▶ _Activity_: Return every entry in full, with no alterations.
[Source material — start]
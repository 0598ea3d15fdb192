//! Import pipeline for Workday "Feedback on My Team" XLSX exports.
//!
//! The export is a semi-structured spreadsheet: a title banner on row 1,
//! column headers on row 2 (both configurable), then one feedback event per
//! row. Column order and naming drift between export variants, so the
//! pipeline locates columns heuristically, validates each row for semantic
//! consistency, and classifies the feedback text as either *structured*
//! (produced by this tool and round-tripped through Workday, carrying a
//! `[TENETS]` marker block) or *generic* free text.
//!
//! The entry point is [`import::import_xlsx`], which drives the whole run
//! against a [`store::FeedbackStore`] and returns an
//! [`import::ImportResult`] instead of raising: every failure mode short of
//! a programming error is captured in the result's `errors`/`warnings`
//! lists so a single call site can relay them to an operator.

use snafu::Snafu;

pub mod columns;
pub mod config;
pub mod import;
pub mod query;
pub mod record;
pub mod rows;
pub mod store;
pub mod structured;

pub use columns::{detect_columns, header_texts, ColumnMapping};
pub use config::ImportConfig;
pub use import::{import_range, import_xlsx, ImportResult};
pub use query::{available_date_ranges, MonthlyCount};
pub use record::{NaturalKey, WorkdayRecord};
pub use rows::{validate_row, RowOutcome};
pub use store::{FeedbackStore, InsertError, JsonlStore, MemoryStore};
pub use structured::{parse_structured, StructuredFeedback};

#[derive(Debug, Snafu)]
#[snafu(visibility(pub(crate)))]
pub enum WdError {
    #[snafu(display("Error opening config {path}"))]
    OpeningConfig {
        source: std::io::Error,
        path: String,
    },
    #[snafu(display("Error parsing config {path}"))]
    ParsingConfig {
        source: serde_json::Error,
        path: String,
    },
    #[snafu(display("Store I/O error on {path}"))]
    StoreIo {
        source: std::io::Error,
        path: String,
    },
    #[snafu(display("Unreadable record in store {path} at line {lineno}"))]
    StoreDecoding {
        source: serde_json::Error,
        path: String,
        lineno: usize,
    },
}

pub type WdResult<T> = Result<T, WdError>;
[Source material — finish]
▶ _Response area_:
repository 0598ea3d15fdb192
//! Import pipeline for Workday "Feedback on My Team" XLSX exports.
//!
//! The export is a semi-structured spreadsheet: a title banner on row 1,
//! column headers on row 2 (both configurable), then one feedback event per
//! row. Column order and naming drift between export variants, so the
//! pipeline locates columns heuristically, validates each row for semantic
//! consistency, and classifies the feedback text as either *structured*
//! (produced by this tool and round-tripped through Workday, carrying a
//! `[TENETS]` marker block) or *generic* free text.
//!
//! The entry point is [`import::import_xlsx`], which drives the whole run
//! against a [`store::FeedbackStore`] and returns an
//! [`import::ImportResult`] instead of raising: every failure mode short of
//! a programming error is captured in the result's `errors`/`warnings`
//! lists so a single call site can relay them to an operator.

use snafu::Snafu;

pub mod columns;
pub mod config;
pub mod import;
pub mod query;
pub mod record;
pub mod rows;
pub mod store;
pub mod structured;

pub use columns::{detect_columns, header_texts, ColumnMapping};
pub use config::ImportConfig;
pub use import::{import_range, import_xlsx, ImportResult};
pub use query::{available_date_ranges, MonthlyCount};
pub use record::{NaturalKey, WorkdayRecord};
pub use rows::{validate_row, RowOutcome};
pub use store::{FeedbackStore, InsertError, JsonlStore, MemoryStore};
pub use structured::{parse_structured, StructuredFeedback};

#[derive(Debug, Snafu)]
#[snafu(visibility(pub(crate)))]
pub enum WdError {
    #[snafu(display("Error opening config {path}"))]
    OpeningConfig {
        source: std::io::Error,
        path: String,
    },
    #[snafu(display("Error parsing config {path}"))]
    ParsingConfig {
        source: serde_json::Error,
        path: String,
    },
    #[snafu(display("Store I/O error on {path}"))]
    StoreIo {
        source: std::io::Error,
        path: String,
    },
    #[snafu(display("Unreadable record in store {path} at line {lineno}"))]
    StoreDecoding {
        source: serde_json::Error,
        path: String,
        lineno: usize,
    },
}

pub type WdResult<T> = Result<T, WdError>;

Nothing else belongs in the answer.